[Dataset entries]
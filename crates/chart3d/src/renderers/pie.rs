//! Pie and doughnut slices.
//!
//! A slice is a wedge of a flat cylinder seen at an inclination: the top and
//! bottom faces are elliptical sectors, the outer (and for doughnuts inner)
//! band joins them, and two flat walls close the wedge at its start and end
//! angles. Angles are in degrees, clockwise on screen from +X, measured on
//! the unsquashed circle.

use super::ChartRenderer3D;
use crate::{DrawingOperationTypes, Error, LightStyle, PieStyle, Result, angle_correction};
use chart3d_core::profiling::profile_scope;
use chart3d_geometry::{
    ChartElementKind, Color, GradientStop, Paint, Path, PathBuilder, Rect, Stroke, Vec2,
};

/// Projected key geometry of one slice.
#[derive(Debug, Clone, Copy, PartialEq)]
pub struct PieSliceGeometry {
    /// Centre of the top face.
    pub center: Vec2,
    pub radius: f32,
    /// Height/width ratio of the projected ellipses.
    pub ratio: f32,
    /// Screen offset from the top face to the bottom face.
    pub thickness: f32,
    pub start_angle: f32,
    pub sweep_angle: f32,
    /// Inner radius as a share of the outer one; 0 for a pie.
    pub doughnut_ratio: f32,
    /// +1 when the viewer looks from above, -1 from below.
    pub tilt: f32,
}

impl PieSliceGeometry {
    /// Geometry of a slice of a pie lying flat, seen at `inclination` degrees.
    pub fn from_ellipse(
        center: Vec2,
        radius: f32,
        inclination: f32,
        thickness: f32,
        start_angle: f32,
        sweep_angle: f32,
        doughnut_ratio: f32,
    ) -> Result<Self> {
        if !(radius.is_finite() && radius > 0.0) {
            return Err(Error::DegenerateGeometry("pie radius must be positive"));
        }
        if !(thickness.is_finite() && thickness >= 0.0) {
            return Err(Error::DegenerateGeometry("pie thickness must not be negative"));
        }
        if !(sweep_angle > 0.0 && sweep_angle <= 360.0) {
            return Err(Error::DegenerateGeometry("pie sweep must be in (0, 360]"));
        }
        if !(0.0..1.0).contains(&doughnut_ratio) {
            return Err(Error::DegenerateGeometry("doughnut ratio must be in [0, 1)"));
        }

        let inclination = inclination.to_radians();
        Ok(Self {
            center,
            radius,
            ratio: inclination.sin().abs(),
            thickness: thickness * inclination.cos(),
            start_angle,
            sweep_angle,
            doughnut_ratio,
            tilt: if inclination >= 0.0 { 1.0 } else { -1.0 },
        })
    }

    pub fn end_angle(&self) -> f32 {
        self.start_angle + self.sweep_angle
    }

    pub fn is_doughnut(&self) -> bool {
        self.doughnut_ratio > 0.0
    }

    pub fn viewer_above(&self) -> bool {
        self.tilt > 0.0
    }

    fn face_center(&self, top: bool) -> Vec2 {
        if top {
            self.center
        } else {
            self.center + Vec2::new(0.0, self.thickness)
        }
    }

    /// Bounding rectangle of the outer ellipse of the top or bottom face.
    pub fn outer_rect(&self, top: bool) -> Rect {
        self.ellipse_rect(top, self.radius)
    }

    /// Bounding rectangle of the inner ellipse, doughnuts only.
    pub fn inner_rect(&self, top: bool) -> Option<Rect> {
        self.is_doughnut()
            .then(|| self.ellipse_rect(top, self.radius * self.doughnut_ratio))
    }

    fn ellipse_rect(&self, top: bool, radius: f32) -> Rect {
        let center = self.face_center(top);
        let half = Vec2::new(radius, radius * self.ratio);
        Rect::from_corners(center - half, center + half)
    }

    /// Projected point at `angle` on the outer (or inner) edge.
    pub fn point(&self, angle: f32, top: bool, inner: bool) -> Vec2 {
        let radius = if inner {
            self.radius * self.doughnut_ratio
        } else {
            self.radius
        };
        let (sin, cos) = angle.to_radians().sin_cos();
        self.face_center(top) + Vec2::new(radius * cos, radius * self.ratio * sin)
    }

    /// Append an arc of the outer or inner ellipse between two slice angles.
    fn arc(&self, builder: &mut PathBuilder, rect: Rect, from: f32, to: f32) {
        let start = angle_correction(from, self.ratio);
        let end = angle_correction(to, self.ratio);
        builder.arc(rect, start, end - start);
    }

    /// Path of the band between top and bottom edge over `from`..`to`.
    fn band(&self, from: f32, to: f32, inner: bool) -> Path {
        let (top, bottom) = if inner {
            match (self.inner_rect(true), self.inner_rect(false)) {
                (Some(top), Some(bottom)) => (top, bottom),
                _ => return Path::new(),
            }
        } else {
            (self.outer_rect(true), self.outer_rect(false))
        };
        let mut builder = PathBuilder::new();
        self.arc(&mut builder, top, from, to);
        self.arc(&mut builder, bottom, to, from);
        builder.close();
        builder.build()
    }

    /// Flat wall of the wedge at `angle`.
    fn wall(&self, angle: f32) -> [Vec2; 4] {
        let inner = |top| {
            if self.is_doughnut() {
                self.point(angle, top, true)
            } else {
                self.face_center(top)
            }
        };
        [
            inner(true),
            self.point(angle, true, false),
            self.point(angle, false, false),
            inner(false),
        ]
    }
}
---
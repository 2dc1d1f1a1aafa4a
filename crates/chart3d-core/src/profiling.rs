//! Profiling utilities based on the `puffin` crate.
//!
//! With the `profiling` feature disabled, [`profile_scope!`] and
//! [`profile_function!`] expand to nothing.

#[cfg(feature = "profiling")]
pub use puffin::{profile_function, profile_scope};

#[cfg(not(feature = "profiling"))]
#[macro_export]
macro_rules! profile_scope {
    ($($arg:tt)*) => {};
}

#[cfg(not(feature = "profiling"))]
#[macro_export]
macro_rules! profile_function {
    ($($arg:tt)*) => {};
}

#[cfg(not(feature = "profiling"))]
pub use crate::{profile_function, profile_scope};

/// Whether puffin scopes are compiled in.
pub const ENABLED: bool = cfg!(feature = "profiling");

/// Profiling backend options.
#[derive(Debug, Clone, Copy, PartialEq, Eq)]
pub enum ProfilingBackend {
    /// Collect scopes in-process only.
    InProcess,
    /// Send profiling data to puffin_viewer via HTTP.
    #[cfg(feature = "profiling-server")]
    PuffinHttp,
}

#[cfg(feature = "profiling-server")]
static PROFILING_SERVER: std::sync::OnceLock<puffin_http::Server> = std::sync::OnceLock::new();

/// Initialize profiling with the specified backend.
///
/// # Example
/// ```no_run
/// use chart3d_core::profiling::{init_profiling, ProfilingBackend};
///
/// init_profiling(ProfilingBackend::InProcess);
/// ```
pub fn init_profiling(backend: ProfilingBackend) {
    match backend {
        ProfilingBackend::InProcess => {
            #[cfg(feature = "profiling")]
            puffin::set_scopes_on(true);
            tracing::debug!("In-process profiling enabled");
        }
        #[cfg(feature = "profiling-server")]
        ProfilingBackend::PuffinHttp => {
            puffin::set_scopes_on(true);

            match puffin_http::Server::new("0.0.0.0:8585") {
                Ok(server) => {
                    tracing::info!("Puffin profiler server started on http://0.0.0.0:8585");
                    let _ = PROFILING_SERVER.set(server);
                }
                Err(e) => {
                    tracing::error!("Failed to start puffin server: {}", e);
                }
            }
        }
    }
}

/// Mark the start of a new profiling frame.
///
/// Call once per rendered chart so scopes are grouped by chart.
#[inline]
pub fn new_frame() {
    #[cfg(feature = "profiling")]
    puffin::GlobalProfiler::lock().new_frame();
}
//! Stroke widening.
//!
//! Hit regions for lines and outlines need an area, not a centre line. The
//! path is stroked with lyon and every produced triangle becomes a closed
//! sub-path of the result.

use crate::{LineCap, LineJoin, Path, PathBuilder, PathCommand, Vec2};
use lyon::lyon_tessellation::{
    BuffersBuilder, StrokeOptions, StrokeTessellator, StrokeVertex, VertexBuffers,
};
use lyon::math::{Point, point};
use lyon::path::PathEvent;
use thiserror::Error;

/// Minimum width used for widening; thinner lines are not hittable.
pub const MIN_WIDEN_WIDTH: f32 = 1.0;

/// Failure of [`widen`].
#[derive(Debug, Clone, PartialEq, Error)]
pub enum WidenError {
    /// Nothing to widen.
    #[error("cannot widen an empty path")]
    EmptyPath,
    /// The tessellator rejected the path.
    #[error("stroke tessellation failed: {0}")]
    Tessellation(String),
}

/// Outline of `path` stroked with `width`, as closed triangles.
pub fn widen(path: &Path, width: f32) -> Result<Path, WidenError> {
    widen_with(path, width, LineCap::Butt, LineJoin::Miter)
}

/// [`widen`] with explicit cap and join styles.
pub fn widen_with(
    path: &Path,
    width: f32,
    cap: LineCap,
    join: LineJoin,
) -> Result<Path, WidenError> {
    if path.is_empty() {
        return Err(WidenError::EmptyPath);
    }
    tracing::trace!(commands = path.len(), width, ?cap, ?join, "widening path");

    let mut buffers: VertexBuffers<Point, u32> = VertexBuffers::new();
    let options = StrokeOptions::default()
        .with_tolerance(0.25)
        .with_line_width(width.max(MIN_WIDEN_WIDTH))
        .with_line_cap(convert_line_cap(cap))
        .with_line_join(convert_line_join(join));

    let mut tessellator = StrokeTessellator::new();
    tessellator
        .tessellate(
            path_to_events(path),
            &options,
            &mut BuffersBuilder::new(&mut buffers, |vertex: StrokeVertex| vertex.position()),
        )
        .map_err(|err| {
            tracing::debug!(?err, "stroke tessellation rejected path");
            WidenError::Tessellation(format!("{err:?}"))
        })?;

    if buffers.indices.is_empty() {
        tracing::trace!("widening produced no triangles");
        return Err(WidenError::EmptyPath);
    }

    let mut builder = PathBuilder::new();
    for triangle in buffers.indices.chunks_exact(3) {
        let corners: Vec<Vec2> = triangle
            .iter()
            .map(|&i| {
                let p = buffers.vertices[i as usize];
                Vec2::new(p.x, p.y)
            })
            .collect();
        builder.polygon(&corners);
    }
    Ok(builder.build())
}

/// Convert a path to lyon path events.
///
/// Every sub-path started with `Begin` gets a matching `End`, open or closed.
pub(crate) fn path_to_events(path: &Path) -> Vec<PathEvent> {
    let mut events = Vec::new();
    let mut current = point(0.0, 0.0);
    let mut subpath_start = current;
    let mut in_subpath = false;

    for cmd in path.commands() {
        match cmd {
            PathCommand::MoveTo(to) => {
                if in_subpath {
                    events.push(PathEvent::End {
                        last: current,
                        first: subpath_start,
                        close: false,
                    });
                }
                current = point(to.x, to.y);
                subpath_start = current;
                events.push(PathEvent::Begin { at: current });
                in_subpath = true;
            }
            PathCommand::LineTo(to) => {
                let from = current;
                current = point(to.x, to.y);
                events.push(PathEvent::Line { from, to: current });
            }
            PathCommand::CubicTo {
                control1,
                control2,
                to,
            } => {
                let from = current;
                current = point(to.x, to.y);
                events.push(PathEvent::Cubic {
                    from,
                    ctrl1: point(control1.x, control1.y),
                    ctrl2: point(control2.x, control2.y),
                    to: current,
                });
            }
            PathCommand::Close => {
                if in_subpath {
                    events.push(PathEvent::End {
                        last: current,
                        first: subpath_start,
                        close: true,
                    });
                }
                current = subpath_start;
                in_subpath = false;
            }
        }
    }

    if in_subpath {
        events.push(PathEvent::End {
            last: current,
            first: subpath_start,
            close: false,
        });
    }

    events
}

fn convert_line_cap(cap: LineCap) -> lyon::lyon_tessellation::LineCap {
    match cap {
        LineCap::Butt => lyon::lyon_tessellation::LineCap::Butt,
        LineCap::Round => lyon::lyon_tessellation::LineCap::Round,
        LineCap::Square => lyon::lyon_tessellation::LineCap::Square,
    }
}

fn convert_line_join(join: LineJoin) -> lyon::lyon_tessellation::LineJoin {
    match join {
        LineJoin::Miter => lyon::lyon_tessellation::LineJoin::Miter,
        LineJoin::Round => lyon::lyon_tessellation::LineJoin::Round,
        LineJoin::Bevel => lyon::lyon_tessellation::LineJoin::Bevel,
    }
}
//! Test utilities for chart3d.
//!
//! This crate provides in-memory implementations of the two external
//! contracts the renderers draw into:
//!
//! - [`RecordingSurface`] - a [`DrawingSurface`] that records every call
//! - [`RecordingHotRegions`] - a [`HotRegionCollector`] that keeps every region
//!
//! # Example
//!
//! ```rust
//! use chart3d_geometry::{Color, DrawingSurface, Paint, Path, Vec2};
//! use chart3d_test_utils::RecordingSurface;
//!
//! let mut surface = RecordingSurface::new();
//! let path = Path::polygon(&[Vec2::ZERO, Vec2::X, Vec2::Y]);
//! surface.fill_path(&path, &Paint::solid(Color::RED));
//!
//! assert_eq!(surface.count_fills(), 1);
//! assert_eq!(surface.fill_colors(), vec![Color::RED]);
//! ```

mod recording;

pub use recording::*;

• WORK REQUIRED: Report each line of the entries where the word "StrokeVertex" occurs.

• TASK RESULT:
    BuffersBuilder, StrokeOptions, StrokeTessellator, StrokeVertex, VertexBuffers,
            &mut BuffersBuilder::new(&mut buffers, |vertex: StrokeVertex| vertex.position()),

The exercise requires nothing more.